Bir süre sonra kahkahalarına ara verip "Yürü hadi cadı" diyerek valizimi aldı, diğer elini belime koymuş beni yönlendiriyordu.
Abim olmasaydın evlenebilirdik Eyüpcüm.
"Abi ya ne var beni de götürseniz, Saye'nin yanında uslu uslu otururdum"
Solumuzdan gelen ses ile bakışlarımız odasından çıkan uyku mahruru Selim'i buldu.
Mehir seni kazığa oturtur gibime geliyor daha çok Selimcim.
Abin o senin Selim nedur?
Sanane Rıfkı!
"Selim, senin okulun yok mu abim?"
"Mezun oldum ya ben abim?"
"Nasıl mezun oldun? 11 değil misin sen?" Dedi kaslarını çatarak.
Aşık oldum.
"Oha abi ama ya. Üniversite bitti benim uğraşmasana artık benimle" sonra devam etti sözlerine, gözlerini kırpıştırarak "N'olur bende geleyim"
"Olmaz"
"Olur"
"Olmaz"
"Olur ya niye olmasın. Soralım bakalım Saye'ye"
"Ne yapacak seni yanında. Gelmiyorsun işte"
"Var mısın lan iddiasına!"
"Lan?" Eyüp Bey'in sesi gereğinden fazla tehditkâr çıkmıştı.
Yutkunmadan edemedim.
Yapma Saye yanarız.
Varsın yanalım be Rıfkı.
Varsın yanalım.
"Bence Selim' de gelsin sürekli çalışıyor." diye araya girdim.
Sesim içime kaçmıştı.
" Ama! Biz kız kıza takılırız seninle şirkete gelir? Uyar mı Selim?"
"Abi demeyi öğretmem lazım sana, olur madem uyar bana" diyen Selim' e Eyüp Bey öldürücü bakışlarını atıyordu.
"İyi gelsin bari, yazık garibana" dedi ağzının içinden.
Selim parlayan gözler eşliğinde aniden üzerindeki bol pijama üstünü çıkarmaya başladı.
"Lan-" diye bağıran Eyüp Bey aynı zamanda hızla eli ile gözümü kapatmış başımı göğsüne yaslamıştı.
Sapık değilim ama güzel kokuyor he.
" Yaw ben böyle sonuçlanacağını bildiğim için vakit kaybetmeyelim diye kıyafetlerimi pijamamın altına giymiştim."

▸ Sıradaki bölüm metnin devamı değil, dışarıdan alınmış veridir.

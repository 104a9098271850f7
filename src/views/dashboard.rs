use tracing::warn;

use crate::auth::AuthSession;
use crate::types::{CandidateParams, JobParams};

/// Landing page: greeting and a couple of counters.
#[derive(Debug, Default)]
pub struct Dashboard {
    pub greeting: Option<String>,
    pub total_candidates: Option<usize>,
    pub total_jobs: Option<u64>,
}

impl Dashboard {
    /// Counts that fail to load are shown as unknown rather than failing the page.
    pub async fn load(session: &AuthSession) -> Self {
        let client = session.client();

        let total_candidates = match client.get_candidates(&CandidateParams::default()).await {
            Ok(candidates) => Some(candidates.len()),
            Err(e) => {
                warn!("Dashboard candidate count unavailable: {}", e);
                None
            }
        };

        let job_params = JobParams {
            page: Some(1),
            size: Some(1),
            ..JobParams::default()
        };
        let total_jobs = match client.get_jobs(&job_params).await {
            Ok(list) => Some(list.total),
            Err(e) => {
                warn!("Dashboard job count unavailable: {}", e);
                None
            }
        };

        Self {
            greeting: session.greeting(),
            total_candidates,
            total_jobs,
        }
    }

    pub fn render(&self) -> Vec<String> {
        let count = |value: Option<String>| value.unwrap_or_else(|| "-".to_string());

        let mut lines = Vec::new();
        if let Some(greeting) = &self.greeting {
            lines.push(greeting.clone());
        }
        lines.push("Overview".to_string());
        lines.push(format!(
            "  Total Candidates  {}",
            count(self.total_candidates.map(|n| n.to_string()))
        ));
        lines.push(format!(
            "  Total Jobs        {}",
            count(self.total_jobs.map(|n| n.to_string()))
        ));
        lines
    }
}

#[cfg(test)]
mod tests {
    use super::*;
    use crate::core::{ApiClient, MemoryTokenStore};
    use std::sync::Arc;

    #[tokio::test]
    async fn test_dashboard_counts() {
        let mut server = mockito::Server::new_async().await;
        server
            .mock("GET", "/auth/profile")
            .with_status(200)
            .with_body(r#"{"email":"r@acme.io","full_name":"Rae"}"#)
            .create_async()
            .await;
        server
            .mock("GET", "/candidates/all")
            .with_status(200)
            .with_body(r#"[{"id":"a"},{"id":"b"}]"#)
            .create_async()
            .await;
        server
            .mock("GET", "/jobs")
            .match_query(mockito::Matcher::Any)
            .with_status(500)
            .create_async()
            .await;

        let client =
            ApiClient::new(&server.url(), Arc::new(MemoryTokenStore::with_token("t"))).unwrap();
        let mut session = AuthSession::new(client);
        session.restore().await;

        let dashboard = Dashboard::load(&session).await;
        assert_eq!(
            dashboard.render(),
            vec![
                "Welcome, Rae".to_string(),
                "Overview".to_string(),
                "  Total Candidates  2".to_string(),
                "  Total Jobs        -".to_string(),
            ]
        );
    }
}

Eyüp Bey ile birbirimize baktık uzun bir süre.
Gülmemiz gereken yer miydi bu şimdi?
Eyüp Bey "Geçin hadi arabaya" dedi bıkmış bir tonda.
Daha çok 'Ne zaman adam olacaksın acaba Selim' demiş gibiydi ama neyse...

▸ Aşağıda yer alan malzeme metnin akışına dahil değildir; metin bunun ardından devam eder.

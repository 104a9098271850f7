use std::path::{Path, PathBuf};
use tracing::{error, info, warn};

use crate::core::ApiClient;
use crate::error::{ApiError, ApiResult};
use crate::types::{BatchUploadResult, UploadResult};
use crate::utils::{validate_file_extension, RESUME_EXTENSIONS};

const SKILL_PREVIEW: usize = 5;

/// Resume upload panel: PDF-only selection, then a per-file result list.
#[derive(Debug, Default)]
pub struct CandidateUpload {
    job_id: Option<String>,
    batch: Option<BatchUploadResult>,
    error: Option<String>,
    uploading: bool,
}

impl CandidateUpload {
    pub fn new() -> Self {
        Self::default()
    }

    pub fn for_job(job_id: impl Into<String>) -> Self {
        Self {
            job_id: Some(job_id.into()),
            ..Self::default()
        }
    }

    pub fn results(&self) -> &[UploadResult] {
        self.batch
            .as_ref()
            .map(|b| b.results.as_slice())
            .unwrap_or_default()
    }

    pub fn batch(&self) -> Option<&BatchUploadResult> {
        self.batch.as_ref()
    }

    pub fn error(&self) -> Option<&str> {
        self.error.as_deref()
    }

    pub fn is_uploading(&self) -> bool {
        self.uploading
    }

    /// Split a selection into PDFs and everything else.
    pub fn partition<P: AsRef<Path>>(files: &[P]) -> (Vec<PathBuf>, Vec<PathBuf>) {
        files
            .iter()
            .map(|p| p.as_ref().to_path_buf())
            .partition(|p| {
                p.file_name()
                    .and_then(|n| n.to_str())
                    .map(|n| validate_file_extension(n, RESUME_EXTENSIONS).is_ok())
                    .unwrap_or(false)
            })
    }

    /// Upload the selected files. Non-PDF files are dropped from the
    /// selection; an empty selection does nothing.
    pub async fn upload<P: AsRef<Path>>(
        &mut self,
        client: &ApiClient,
        files: &[P],
    ) -> ApiResult<&[UploadResult]> {
        if files.is_empty() {
            return Ok(self.results());
        }

        let (accepted, rejected) = Self::partition(files);
        for path in &rejected {
            warn!("Skipping non-PDF file {}", path.display());
        }
        if accepted.is_empty() {
            let err = ApiError::InvalidFile("only PDF resumes are accepted".to_string());
            self.error = Some(format!("Upload failed: {}", err));
            return Err(err);
        }

        self.uploading = true;
        self.batch = None;
        self.error = None;

        let result = client
            .upload_candidates(&accepted, self.job_id.as_deref())
            .await;
        self.uploading = false;

        match result {
            Ok(batch) => {
                info!(
                    "Upload finished: {} succeeded, {} failed",
                    batch.succeeded, batch.failed
                );
                self.batch = Some(batch);
                Ok(self.results())
            }
            Err(e) => {
                error!("Upload error: {}", e);
                self.error = Some(format!("Upload failed: {}", e));
                Err(e)
            }
        }
    }

    pub fn render(&self) -> Vec<String> {
        if let Some(error) = &self.error {
            return vec![error.clone()];
        }

        let Some(batch) = &self.batch else {
            return vec!["Upload PDF resumes to get started".to_string()];
        };

        let mut lines = vec!["Upload Results".to_string()];
        for result in &batch.results {
            lines.extend(render_upload_result(result));
        }
        if !batch.failed_files.is_empty() {
            lines.push(format!("Failed files: {}", batch.failed_files.join(", ")));
        }
        lines
    }
}

/// One result card: name, email, page count, counts and a short skill list.
pub fn render_upload_result(result: &UploadResult) -> Vec<String> {
    let pages = result
        .num_pages
        .map(|n| n.to_string())
        .unwrap_or_else(|| "?".to_string());

    let mut lines = vec![
        format!(
            "✓ {}",
            result.full_name.as_deref().unwrap_or("Unknown Candidate")
        ),
        format!(
            "    {} • {} page(s)",
            result.email.as_deref().unwrap_or("No email found"),
            pages
        ),
        format!(
            "    {} skills found, {} experience entries",
            result.skills.len(),
            result.experience.len()
        ),
    ];

    if !result.skills.is_empty() {
        let mut preview: Vec<String> = result
            .skills
            .iter()
            .take(SKILL_PREVIEW)
            .map(|s| s.name.clone())
            .collect();
        if result.skills.len() > SKILL_PREVIEW {
            preview.push(format!("+{} more", result.skills.len() - SKILL_PREVIEW));
        }
        lines.push(format!("    Skills: {}", preview.join(", ")));
    }

    lines
}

Pijama altını çıkarmak için hareket eden Selim'i görmezden gelip koşarak aşağı indim.
Bekle beni Mehirciğim!
•••
"Eyüp Beycim" dedim ayaklarımı arabanın açık kapısından sallandırırken.
"Efendim Saye'm?"
"Neden bagajımızda insan hayvan karışımı yaratıklar var ayıptır sorması?" dedim tatlı tatlı.
"Ayıpsa niye soruyorsun abim?" diyerek araya girdi bagaj çocuğu.

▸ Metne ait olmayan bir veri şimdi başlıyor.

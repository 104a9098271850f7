pub mod auth;
pub mod cli;
pub mod core;
pub mod environment;
pub mod error;
pub mod types;
pub mod utils;
pub mod views;

pub use auth::{AuthSession, AuthState};
pub use crate::core::{ApiClient, ConfigManager, FileTokenStore, MemoryTokenStore, TokenStore};
pub use error::{ApiError, ApiResult};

"Eyüp Beycim misin sen? Yoo" kaşlarımı çatarak ona bakmaya devam ettim.
Ardından tekrar Eyüp Beyciğime döndüm.
"Eyüp Beycim bence bu yürüyerek eve dönsün. O kadar işin gücün arasında bir de çocuk bakıcılığı mı yapacaksınkine?"
İlk defa sırıtmak yerine gülümsüyordu.
Bende kalp vardı biliyorsun mu Eyüp Beycim?
"Bence de doğru diyorsun güzelim. Ya yürüyerek geri dönecek ya da biz ait olduğu ormana geri bırakacağız"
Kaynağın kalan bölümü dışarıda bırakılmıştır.